Researchers hope that eventually the techniques of gene therapy may offer cures for at least a few of the more than 3,000 known genetic diseases. Among those cited as potential candidates for therapy have been hemophilia, cystic fibrosis and sickle-cell anemia.
Over the last 18 months, Friedmann and others working at UCSD developed a technique for inserting and expressing several foreign genes in rat liver cells in culture. As in past research, they used specially tailored retroviruses to deliver the genes to the cells.
"It was a chancy experiment, in a way," Friedmann said. He said past research in young mice had indicated that liver cells were not susceptible to infection by these retroviruses.
But Dr. Jon Wolff and other authors of the paper discovered a brief time period during which cultured liver cells become susceptible to infection.
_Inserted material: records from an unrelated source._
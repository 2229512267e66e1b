// SPDX-License-Identifier: MIT
// SPDX-FileCopyrightText: 2025 Alexander Minges

//! Side-effecting business logic: avatar upload and record rendering.

pub mod storage;
pub mod submission;
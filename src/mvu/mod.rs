// SPDX-License-Identifier: MIT
// SPDX-FileCopyrightText: 2025 Alexander Minges

//! Root Model-View-Update kernel wiring form state, messages, and commands.

use std::path::PathBuf;

use crate::logic::storage::AvatarStorage;
use crate::logic::submission::{self, Submitted};
use crate::models::submission::{FormInput, SubmissionRecord};
use crate::models::validation::{ValidationErrors, validate_submission};
use crate::ui::components::avatar::{self, AvatarCommand, AvatarModel, AvatarMsg};
use crate::ui::components::techs::{self, TechsModel, TechsMsg};

/// Where the form is in its submit lifecycle.
#[derive(Clone, Copy, Debug, Default, PartialEq, Eq)]
pub enum SubmitPhase {
    #[default]
    Editing,
    /// Upload in flight; further submits are ignored.
    Submitting,
    Submitted,
}

/// Top-level application state.
#[derive(Default)]
pub struct AppModel {
    pub name: String,
    pub email: String,
    pub password: String,
    /// Avatar picker state.
    pub avatar: AvatarModel,
    /// Techs list state.
    pub techs: TechsModel,
    /// Field errors from the latest validation run.
    pub errors: ValidationErrors,
    /// Set by the first submit; from then on every edit re-validates.
    pub submit_attempted: bool,
    pub phase: SubmitPhase,
    /// Result of the last successful submission.
    pub output: Option<Submitted>,
    /// Latest status message to display.
    pub status: Option<String>,
    /// Latest error message to display in modal.
    pub error: Option<String>,
    /// Count of queued background commands.
    pub pending_commands: usize,
}

impl AppModel {
    /// Snapshot of the form as raw input for the validation ruleset.
    pub fn form_input(&self) -> FormInput {
        FormInput {
            avatar: self.avatar.selected().cloned(),
            name: self.name.clone(),
            email: self.email.clone(),
            password: self.password.clone(),
            techs: self.techs.rows().to_vec(),
        }
    }

    pub fn is_submitting(&self) -> bool {
        self.phase == SubmitPhase::Submitting
    }
}

/// Application messages routed through the update function.
pub enum Msg {
    NameChanged(String),
    EmailChanged(String),
    PasswordChanged(String),
    Avatar(AvatarMsg),
    Techs(TechsMsg),
    ThumbnailDecoded {
        path: PathBuf,
        image: eframe::egui::ColorImage,
    },
    SubmitRequested,
    SubmitCompleted(Result<Submitted, String>),
    DismissError,
}

/// Commands represent side-effects executed between frames.
pub enum Command {
    PickAvatar,
    InspectAvatar { path: PathBuf },
    LoadThumbnail { path: PathBuf },
    Submit(SubmissionRecord),
}

/// Update the application model and enqueue commands.
pub fn update(model: &mut AppModel, msg: Msg, cmds: &mut Vec<Command>) {
    match msg {
        Msg::NameChanged(text) => {
            model.name = text;
            revalidate(model);
        }
        Msg::EmailChanged(text) => {
            model.email = text;
            revalidate(model);
        }
        Msg::PasswordChanged(text) => {
            model.password = text;
            revalidate(model);
        }
        Msg::Techs(m) => {
            techs::update(&mut model.techs, m);
            revalidate(model);
        }
        Msg::Avatar(m) => {
            let mut avatar_cmds = Vec::new();
            if let Some(event) = avatar::update(&mut model.avatar, m, &mut avatar_cmds) {
                surface_event(model, event.message, event.is_error);
            }
            for c in avatar_cmds {
                cmds.push(match c {
                    AvatarCommand::PickFile => Command::PickAvatar,
                    AvatarCommand::Inspect { path } => Command::InspectAvatar { path },
                    AvatarCommand::LoadThumbnail { path } => Command::LoadThumbnail { path },
                });
            }
            revalidate(model);
        }
        Msg::ThumbnailDecoded { path, image } => {
            // Texture upload needs the egui context, so ui/mod.rs turns this into
            // AvatarMsg::ThumbnailReady before it reaches here.
            let _ = (path, image);
        }
        Msg::SubmitRequested => request_submit(model, cmds),
        Msg::SubmitCompleted(result) => match result {
            Ok(submitted) => {
                model.phase = SubmitPhase::Submitted;
                let message = format!("Avatar enviado: {}", submitted.object_key);
                model.output = Some(submitted);
                surface_event(model, message, false);
            }
            Err(err) => {
                model.phase = SubmitPhase::Editing;
                surface_event(model, err, true);
            }
        },
        Msg::DismissError => model.error = None,
    }
}

/// Execute a command and return the resulting message.
///
/// Runs on a worker thread; `storage` is shared by all workers.
pub fn run_command(cmd: Command, storage: &dyn AvatarStorage) -> Msg {
    match cmd {
        Command::PickAvatar => {
            let file = rfd::FileDialog::new()
                .set_title("Escolha seu avatar")
                .add_filter("Imagens", &avatar::IMAGE_EXTENSIONS)
                .pick_file();
            Msg::Avatar(AvatarMsg::Picked(file))
        }
        Command::InspectAvatar { path } => match avatar::inspect_file(&path) {
            Ok((size, mime)) => Msg::Avatar(AvatarMsg::Inspected { path, size, mime }),
            Err(err) => Msg::Avatar(AvatarMsg::InspectFailed {
                path,
                message: err.to_string(),
            }),
        },
        Command::LoadThumbnail { path } => match avatar::load_image_thumbnail(&path) {
            Ok(image) => Msg::ThumbnailDecoded { path, image },
            Err(err) => {
                tracing::debug!(path = %path.display(), %err, "thumbnail decode failed");
                Msg::Avatar(AvatarMsg::ThumbnailFailed { path })
            }
        },
        Command::Submit(record) => {
            Msg::SubmitCompleted(submission::submit_for_display(storage, &record))
        }
    }
}

/// Validate the form and, when it passes, hand the record to the upload worker.
fn request_submit(model: &mut AppModel, cmds: &mut Vec<Command>) {
    if model.is_submitting() {
        tracing::debug!("submit ignored: upload already in flight");
        return;
    }

    model.submit_attempted = true;
    match validate_submission(&model.form_input()) {
        Ok(record) => {
            model.errors = ValidationErrors::default();
            model.phase = SubmitPhase::Submitting;
            model.output = None;
            tracing::info!(avatar = %record.avatar.name, techs = record.techs.len(), "submitting form");
            cmds.push(Command::Submit(record));
            surface_event(model, "Enviando avatar…".to_string(), false);
        }
        Err(errors) => {
            let fields: Vec<String> = errors.iter().map(|(k, _)| k.to_string()).collect();
            tracing::debug!(count = errors.len(), fields = %fields.join(", "), "submit blocked by validation");
            let status = match errors.first_message() {
                Some(first) if errors.len() == 1 => format!("Corrija o campo destacado: {first}"),
                _ => format!("Corrija os {} campos destacados.", errors.len()),
            };
            model.errors = errors;
            surface_event(model, status, false);
        }
    }
}

/// Re-run validation after edits once the user has tried to submit.
fn revalidate(model: &mut AppModel) {
    if !model.submit_attempted {
        return;
    }
    model.errors = match validate_submission(&model.form_input()) {
        Ok(_) => ValidationErrors::default(),
        Err(errors) => errors,
    };
}

/// Update status/error fields consistently for user feedback.
fn surface_event(model: &mut AppModel, message: String, is_error: bool) {
    if is_error {
        model.error = Some(message.clone());
    }
    model.status = Some(message);
}

#[cfg(test)]
mod tests {
    #![allow(clippy::field_reassign_with_default)]

    use std::fs;
    use std::path::Path;

    use tempfile::TempDir;

    use super::*;
    use crate::logic::submission::tests::MemoryStorage;
    use crate::models::submission::AvatarFile;
    use crate::models::validation::{FieldKey, messages};

    fn fill_valid_form(model: &mut AppModel, avatar_path: &Path) {
        let size = fs::metadata(avatar_path).map(|m| m.len()).unwrap_or(0);
        model
            .avatar
            .select(AvatarFile::new(avatar_path.to_path_buf(), size, "image/png".into()));

        let mut cmds = Vec::new();
        update(model, Msg::NameChanged("joão silva".into()), &mut cmds);
        update(model, Msg::EmailChanged("Joao@Gmail.com".into()), &mut cmds);
        update(model, Msg::PasswordChanged("secret1".into()), &mut cmds);
        for (index, (title, knowledge)) in [("Rust", "90"), ("Go", "20")].into_iter().enumerate() {
            update(model, Msg::Techs(TechsMsg::Add), &mut cmds);
            update(
                model,
                Msg::Techs(TechsMsg::TitleChanged {
                    index,
                    value: title.into(),
                }),
                &mut cmds,
            );
            update(
                model,
                Msg::Techs(TechsMsg::KnowledgeChanged {
                    index,
                    value: knowledge.into(),
                }),
                &mut cmds,
            );
        }
        assert!(cmds.is_empty(), "form edits should not enqueue commands");
    }

    fn avatar_file(tmp: &TempDir) -> std::path::PathBuf {
        let path = tmp.path().join("me.png");
        fs::write(&path, b"png-bytes").unwrap();
        path
    }

    #[test]
    fn valid_submit_uploads_and_renders() {
        let tmp = TempDir::new().unwrap();
        let mut model = AppModel::default();
        fill_valid_form(&mut model, &avatar_file(&tmp));
        let storage = MemoryStorage::default();

        let mut cmds = Vec::new();
        update(&mut model, Msg::SubmitRequested, &mut cmds);
        assert_eq!(cmds.len(), 1, "submit should enqueue upload");
        assert_eq!(model.phase, SubmitPhase::Submitting);

        let msg = run_command(cmds.pop().unwrap(), &storage);
        update(&mut model, msg, &mut cmds);

        assert_eq!(model.phase, SubmitPhase::Submitted);
        assert!(model.error.is_none());
        let output = model.output.as_ref().expect("rendered output");
        assert!(output.rendered.contains("\"name\": \"João Silva\""));
        assert!(output.rendered.contains("\"email\": \"joao@gmail.com\""));
        assert_eq!(
            model.status.as_deref(),
            Some("Avatar enviado: advanced-form/me.png")
        );
    }

    #[test]
    fn second_submit_while_uploading_is_ignored() {
        let tmp = TempDir::new().unwrap();
        let mut model = AppModel::default();
        fill_valid_form(&mut model, &avatar_file(&tmp));

        let mut cmds = Vec::new();
        update(&mut model, Msg::SubmitRequested, &mut cmds);
        update(&mut model, Msg::SubmitRequested, &mut cmds);

        assert_eq!(cmds.len(), 1);
    }

    #[test]
    fn invalid_submit_sets_field_errors() {
        let mut model = AppModel::default();
        let mut cmds = Vec::new();

        update(&mut model, Msg::SubmitRequested, &mut cmds);

        assert!(cmds.is_empty());
        assert_eq!(model.phase, SubmitPhase::Editing);
        assert_eq!(model.errors.get(FieldKey::Name), Some(messages::NAME_REQUIRED));
        assert_eq!(model.errors.get(FieldKey::Techs), Some(messages::TECHS_TOO_FEW));
        assert!(model.error.is_none(), "field errors are not modal");
    }

    #[test]
    fn edits_before_first_submit_do_not_validate() {
        let mut model = AppModel::default();
        update(&mut model, Msg::EmailChanged("foo@yahoo.com".into()), &mut Vec::new());

        assert!(model.errors.is_empty());
    }

    #[test]
    fn edits_after_failed_submit_revalidate() {
        let mut model = AppModel::default();
        let mut cmds = Vec::new();
        update(&mut model, Msg::SubmitRequested, &mut cmds);
        assert!(model.errors.get(FieldKey::Email).is_some());

        update(&mut model, Msg::EmailChanged("foo@gmail.com".into()), &mut cmds);
        assert!(model.errors.get(FieldKey::Email).is_none());

        update(&mut model, Msg::EmailChanged("foo@yahoo.com".into()), &mut cmds);
        assert_eq!(model.errors.get(FieldKey::Email), Some(messages::EMAIL_DOMAIN));
    }

    #[test]
    fn duplicate_upload_is_surfaced() {
        let tmp = TempDir::new().unwrap();
        let mut model = AppModel::default();
        fill_valid_form(&mut model, &avatar_file(&tmp));
        let storage = MemoryStorage::default();

        for _ in 0..2 {
            let mut cmds = Vec::new();
            update(&mut model, Msg::SubmitRequested, &mut cmds);
            let msg = run_command(cmds.pop().expect("submit command"), &storage);
            update(&mut model, msg, &mut cmds);
        }

        assert_eq!(model.phase, SubmitPhase::Editing);
        assert!(model.output.is_none());
        let error = model.error.as_deref().expect("error modal");
        assert!(error.contains("já existe um arquivo chamado"));
    }

    #[test]
    fn avatar_pick_request_becomes_command() {
        let mut model = AppModel::default();
        let mut cmds = Vec::new();

        update(&mut model, Msg::Avatar(AvatarMsg::RequestPick), &mut cmds);

        assert!(matches!(cmds.as_slice(), [Command::PickAvatar]));
    }

    #[test]
    fn inspect_command_reports_file_metadata() {
        let tmp = TempDir::new().unwrap();
        let path = avatar_file(&tmp);

        let msg = run_command(
            Command::InspectAvatar { path: path.clone() },
            &MemoryStorage::default(),
        );

        match msg {
            Msg::Avatar(AvatarMsg::Inspected { path: p, size, mime }) => {
                assert_eq!(p, path);
                assert_eq!(size, 9);
                assert_eq!(mime, "image/png");
            }
            _ => panic!("unexpected message"),
        }
    }

    #[test]
    fn dismiss_error_clears_modal() {
        let mut model = AppModel::default();
        model.error = Some("boom".into());

        update(&mut model, Msg::DismissError, &mut Vec::new());

        assert!(model.error.is_none());
    }
}
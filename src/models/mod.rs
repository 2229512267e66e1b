// SPDX-License-Identifier: MIT
// SPDX-FileCopyrightText: 2025 Alexander Minges

//! Domain layer: submission data types and the validation ruleset, free of UI concerns.

pub mod submission;
pub mod validation;
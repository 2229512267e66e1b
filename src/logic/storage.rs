// SPDX-License-Identifier: MIT
// SPDX-FileCopyrightText: 2025 Alexander Minges

//! Object storage client used to upload avatars.
//!
//! [`AvatarStorage`] is the seam the submission handler depends on;
//! [`HttpStorage`] talks to a Supabase-compatible Storage REST API.

use std::time::Duration;

use reqwest::blocking::Client;
use reqwest::header::{CACHE_CONTROL, CONTENT_TYPE};
use serde::Deserialize;
use serde_json::Value;
use url::Url;

use crate::error::{Error, Result};

/// Connection and policy settings for [`HttpStorage`].
#[derive(Clone, PartialEq, Eq)]
pub struct StorageSettings {
    pub base_url: Url,
    pub access_key: String,
    pub bucket: String,
    pub cache_control_secs: u32,
    pub upsert: bool,
    pub timeout: Duration,
}

impl std::fmt::Debug for StorageSettings {
    fn fmt(&self, f: &mut std::fmt::Formatter<'_>) -> std::fmt::Result {
        f.debug_struct("StorageSettings")
            .field("base_url", &self.base_url.as_str())
            .field("bucket", &self.bucket)
            .field("cache_control_secs", &self.cache_control_secs)
            .field("upsert", &self.upsert)
            .field("timeout", &self.timeout)
            .finish_non_exhaustive()
    }
}

/// One object to store.
#[derive(Clone, Debug, PartialEq, Eq)]
pub struct UploadRequest {
    /// Object key inside the bucket.
    pub key: String,
    pub content_type: String,
    pub bytes: Vec<u8>,
}

/// Where the service stored the object.
#[derive(Clone, Debug, PartialEq, Eq)]
pub struct UploadReceipt {
    /// Full key as reported by the service, usually `<bucket>/<name>`.
    pub key: String,
}

/// Something that can persist an avatar under a key.
pub trait AvatarStorage: Send + Sync {
    /// Store `request`. Must fail with [`Error::ObjectExists`] rather than
    /// overwrite when overwriting is disabled.
    fn upload(&self, request: UploadRequest) -> Result<UploadReceipt>;
}

/// Storage REST client (`POST /storage/v1/object/{bucket}/{key}`).
pub struct HttpStorage {
    client: Client,
    settings: StorageSettings,
}

impl HttpStorage {
    /// Build a client from settings. No request is made yet.
    pub fn new(settings: StorageSettings) -> Result<Self> {
        let client = Client::builder().timeout(settings.timeout).build()?;
        Ok(Self { client, settings })
    }
}

impl AvatarStorage for HttpStorage {
    fn upload(&self, request: UploadRequest) -> Result<UploadReceipt> {
        let url = object_url(&self.settings.base_url, &self.settings.bucket, &request.key)?;
        tracing::info!(
            bucket = %self.settings.bucket,
            key = %request.key,
            bytes = request.bytes.len(),
            "uploading avatar"
        );

        let response = self
            .client
            .post(url)
            .bearer_auth(&self.settings.access_key)
            .header("apikey", &self.settings.access_key)
            .header(
                CACHE_CONTROL,
                format!("max-age={}", self.settings.cache_control_secs),
            )
            .header("x-upsert", self.settings.upsert.to_string())
            .header(CONTENT_TYPE, request.content_type)
            .body(request.bytes)
            .send()?;

        let status = response.status().as_u16();
        let body = response.text().map_err(|err| {
            tracing::debug!(status, error = %err, "could not read storage response body");
            Error::Http(err)
        })?;
        interpret_response(status, &body, &self.settings.bucket, &request.key)
    }
}

/// Build the object endpoint, percent-encoding bucket and key as path segments.
pub fn object_url(base: &Url, bucket: &str, key: &str) -> Result<Url> {
    let mut url = base.clone();
    url.path_segments_mut()
        .map_err(|_| Error::ConfigValidation {
            message: format!("storage_url cannot be used as a base: {base}"),
        })?
        .pop_if_empty()
        .extend(["storage", "v1", "object", bucket, key]);
    Ok(url)
}

#[derive(Debug, Default, Deserialize)]
#[serde(default)]
struct UploadBody {
    #[serde(rename = "Key")]
    key: Option<String>,
}

#[derive(Debug, Default, Deserialize)]
#[serde(default)]
struct ErrorBody {
    #[serde(rename = "statusCode")]
    status_code: Option<Value>,
    error: Option<String>,
    message: Option<String>,
}

/// Map a storage response onto a receipt or a typed error.
///
/// The service reports duplicates either as HTTP 409 or as a 400 whose body
/// carries `"statusCode": "409"` / `"error": "Duplicate"`.
pub fn interpret_response(status: u16, body: &str, bucket: &str, key: &str) -> Result<UploadReceipt> {
    if (200..300).contains(&status) {
        let parsed: UploadBody = serde_json::from_str(body).unwrap_or_default();
        return Ok(UploadReceipt {
            key: parsed.key.unwrap_or_else(|| format!("{bucket}/{key}")),
        });
    }

    let parsed: ErrorBody = serde_json::from_str(body).unwrap_or_default();
    let body_status = match &parsed.status_code {
        Some(Value::String(s)) => s.parse::<u16>().ok(),
        Some(Value::Number(n)) => n.as_u64().and_then(|n| u16::try_from(n).ok()),
        _ => None,
    };
    let duplicate = status == 409
        || body_status == Some(409)
        || parsed.error.as_deref() == Some("Duplicate");
    if duplicate {
        return Err(Error::ObjectExists {
            key: key.to_string(),
        });
    }

    let message = parsed
        .message
        .or(parsed.error)
        .unwrap_or_else(|| body.trim().to_string());
    Err(Error::UploadRejected { status, message })
}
Exploiting that brief window during the cells' development, they managed to infect them with the retrovirus.
"The common consensus was that you couldn't do it," said Wolff, an assistant professor of pediatrics and principal author on the paper. " . . . We show that you can put genes into normal liver cells, efficiently and stably."
That makes "thinkable" the idea of gene therapy through the liver, Wolff said.
One disease that might be susceptible to treatment is hemophilia, in which patients' blood fails to clot and abnormal bleeding occurs. Others include hypercholesterolemia, which causes excessive cholesterol in the blood.
However, gene therapy in humans is years away, the researchers said. Before they can try the technique on humans, they must move from cell cultures to animal studies and prove that the foreign genes can be transferred and expressed in animals.
Bone Marrrow Diseases
Eventually, Wolff said, researchers hope to be able to take a patient with a certain genetic disease, remove some of his or her liver cells, grow them in culture, insert the normal gene through the retrovirus technique and inject the improved cells back into the patient.
Much of the past work toward gene therapy has centered on diseases of the bone marrow because bone marrow is easily accessible and is the seat of many important diseases such as leukemia and sickle-cell anemia.
While it has proven feasible to put foreign genes in bone marrow cells, Friedmann said, it turns out to be difficult and inefficient. Gene expression has proven to be relatively weak in experimental animals and appears to decline over time, he said.
Friedmann said Tuesday that it remains to be seen whether gene expression in the case of liver cells will prove more efficient.